Le tricot

S'il est une activité manuelle représentative d'une élite céleste, puisque c'est bien connu, n'est divin que le plus léger que l'air, c'est bien le tricot. On comprend par là même l'engouement de certains à apprendre à tricoter des pulls pour l'hiver, installés confortablement dans un dirigeable à mille mètres au-dessus des plus hautes cimes d'Europe. Se rapprocher de l'émanent éthéré est certes une raison suffisante pour risquer sa peau, mais dans des conditions de voyage décentes, voulez-vous.

Le tricot est un art martial cotonneux qui demande un entraînement de longue haleine. Le matériau principal à maîtriser n'est pas, au contraire d'autres méthodes de combat, la brique ou le mannequin en bois mais bien la laine.

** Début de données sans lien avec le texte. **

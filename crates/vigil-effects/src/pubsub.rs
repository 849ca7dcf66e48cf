//! In-memory pub-sub handler
//!
//! Topics are created on first publish and keep every message so tests can
//! inspect what was sent.

use async_trait::async_trait;
use parking_lot::Mutex;
use std::collections::HashMap;
use std::sync::Arc;
use uuid::Uuid;
use vigil_core::effects::{PubSubEffects, PubSubError};

/// In-memory pub-sub handler
#[derive(Debug, Clone, Default)]
pub struct MemoryPubSubHandler {
    topics: Arc<Mutex<HashMap<String, Vec<String>>>>,
}

impl MemoryPubSubHandler {
    /// Create a handler with no topics
    pub fn new() -> Self {
        Self::default()
    }

    /// Messages published to `topic`, oldest first
    pub fn published(&self, topic: &str) -> Vec<String> {
        self.topics.lock().get(topic).cloned().unwrap_or_default()
    }
}

#[async_trait]
impl PubSubEffects for MemoryPubSubHandler {
    async fn publish(&self, topic: &str, message: &str) -> Result<String, PubSubError> {
        if topic.is_empty() {
            return Err(PubSubError::TopicNotFound(String::new()));
        }
        self.topics
            .lock()
            .entry(topic.to_string())
            .or_default()
            .push(message.to_string());
        Ok(Uuid::new_v4().to_string())
    }
}

#[cfg(test)]
mod tests {
    use super::*;

    #[tokio::test]
    async fn records_published_messages() {
        let pubsub = MemoryPubSubHandler::new();
        let id = pubsub.publish("alerts", "disk full").await.unwrap();
        assert!(!id.is_empty());
        pubsub.publish("alerts", "disk ok").await.unwrap();

        assert_eq!(pubsub.published("alerts"), vec!["disk full", "disk ok"]);
        assert!(pubsub.published("other").is_empty());
        assert!(pubsub.publish("", "x").await.is_err());
    }
}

Petite parenthèse au passage : saviez-vous que l'on appelait « réarrangement de Skattebøl » une réaction organique permettant de former l'allène ? Et aussi que sur le corps humain, à chaque flanc on trouvait, là, l'aine ?

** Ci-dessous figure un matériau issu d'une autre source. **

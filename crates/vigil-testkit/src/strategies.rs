//! Property test strategies for Vigil types
//!
//! Strategies are composable and shared by the property tests of every crate
//! above the core.

use proptest::collection::{btree_map, vec};
use proptest::prelude::*;
use vigil_core::DynamicValue;
use vigil_engine::{ExecutionRequest, ScenarioOutcome};

// Re-export proptest for convenience
pub use proptest;

/// Finite `f64` values, mixing integers and fractions
pub fn arb_number() -> impl Strategy<Value = f64> {
    prop_oneof![
        (-1_000_000i64..1_000_000).prop_map(|n| n as f64),
        (-1.0e12f64..1.0e12).prop_filter("finite", |n| n.is_finite()),
        Just(0.1),
        Just(-0.0),
    ]
}

/// Leaf values: null, strings, numbers and booleans
pub fn arb_scalar() -> impl Strategy<Value = DynamicValue> {
    prop_oneof![
        Just(DynamicValue::Null),
        "[a-zA-Z0-9 _.-]{0,12}".prop_map(DynamicValue::String),
        arb_number().prop_map(DynamicValue::Number),
        any::<bool>().prop_map(DynamicValue::Boolean),
    ]
}

/// Arbitrary value trees up to four levels deep
///
/// # Example
///
/// ```rust
/// use vigil_testkit::strategies::arb_dynamic_value;
/// use proptest::prelude::*;
///
/// proptest! {
///     #[test]
///     fn renders(value in arb_dynamic_value()) {
///         let _ = value.to_string();
///     }
/// }
/// ```
pub fn arb_dynamic_value() -> impl Strategy<Value = DynamicValue> {
    arb_scalar().prop_recursive(4, 48, 6, |inner| {
        prop_oneof![
            vec(inner.clone(), 0..6).prop_map(DynamicValue::List),
            btree_map("[a-z][a-z0-9_]{0,7}", inner, 0..6).prop_map(DynamicValue::Map),
        ]
    })
}

/// Map-valued trees, the shape stored in key-value tables
pub fn arb_item() -> impl Strategy<Value = DynamicValue> {
    btree_map("[a-z][a-z0-9_]{0,7}", arb_dynamic_value(), 0..6).prop_map(DynamicValue::Map)
}

/// Tag labels from a small alphabet, with or without `@`
pub fn arb_tag() -> impl Strategy<Value = String> {
    (prop::sample::select(vec!["smoke", "s3", "dynamo", "sqs", "slow"]), any::<bool>())
        .prop_map(|(name, at)| if at { format!("@{name}") } else { name.to_string() })
}

/// Outcomes with unique ids `s0`, `s1`, ...
pub fn arb_outcomes() -> impl Strategy<Value = Vec<ScenarioOutcome>> {
    vec((any::<bool>(), 0u64..10_000, "[a-z ]{1,12}"), 0..40).prop_map(|entries| {
        entries
            .into_iter()
            .enumerate()
            .map(|(index, (passed, duration_ms, detail))| {
                let id = format!("s{index}");
                if passed {
                    ScenarioOutcome::passed(id, duration_ms)
                } else {
                    ScenarioOutcome::failed(id, detail, duration_ms)
                }
            })
            .collect()
    })
}

/// Requests with any mix of feature, tags and threads
pub fn arb_request(paths: Vec<String>) -> impl Strategy<Value = ExecutionRequest> {
    let feature = prop_oneof![
        Just(None),
        prop::sample::select(paths).prop_map(Some),
        Just(Some("missing.toml".to_string())),
    ];
    (
        feature,
        proptest::option::of(vec(arb_tag(), 0..3)),
        proptest::option::of(-5i64..50),
    )
        .prop_map(|(feature, tags, threads)| ExecutionRequest {
            feature,
            tags,
            threads,
            ..ExecutionRequest::default()
        })
}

Le tricoteur peut bien s'en passer de la laine, mais ce qui lui faut pour exprimer son art c'est avant tout un ennemi à combattre. Le machisme étant l'adversaire idéal, il a été trop longtemps cru que le tricot n'était qu'un sport de combat pratiqué dans le gynécée. Grave erreur! Traversant les barrières, franchissables puisqu'elle les traverse, l'aiguille à tricoter, arme de poing, peut très bien être maniée par un homme viril et plein de poils pour écraser enfin l'insolent saligaud, l'ennemi du beau, le pleutre à la lèvre glabre du camp d'en face.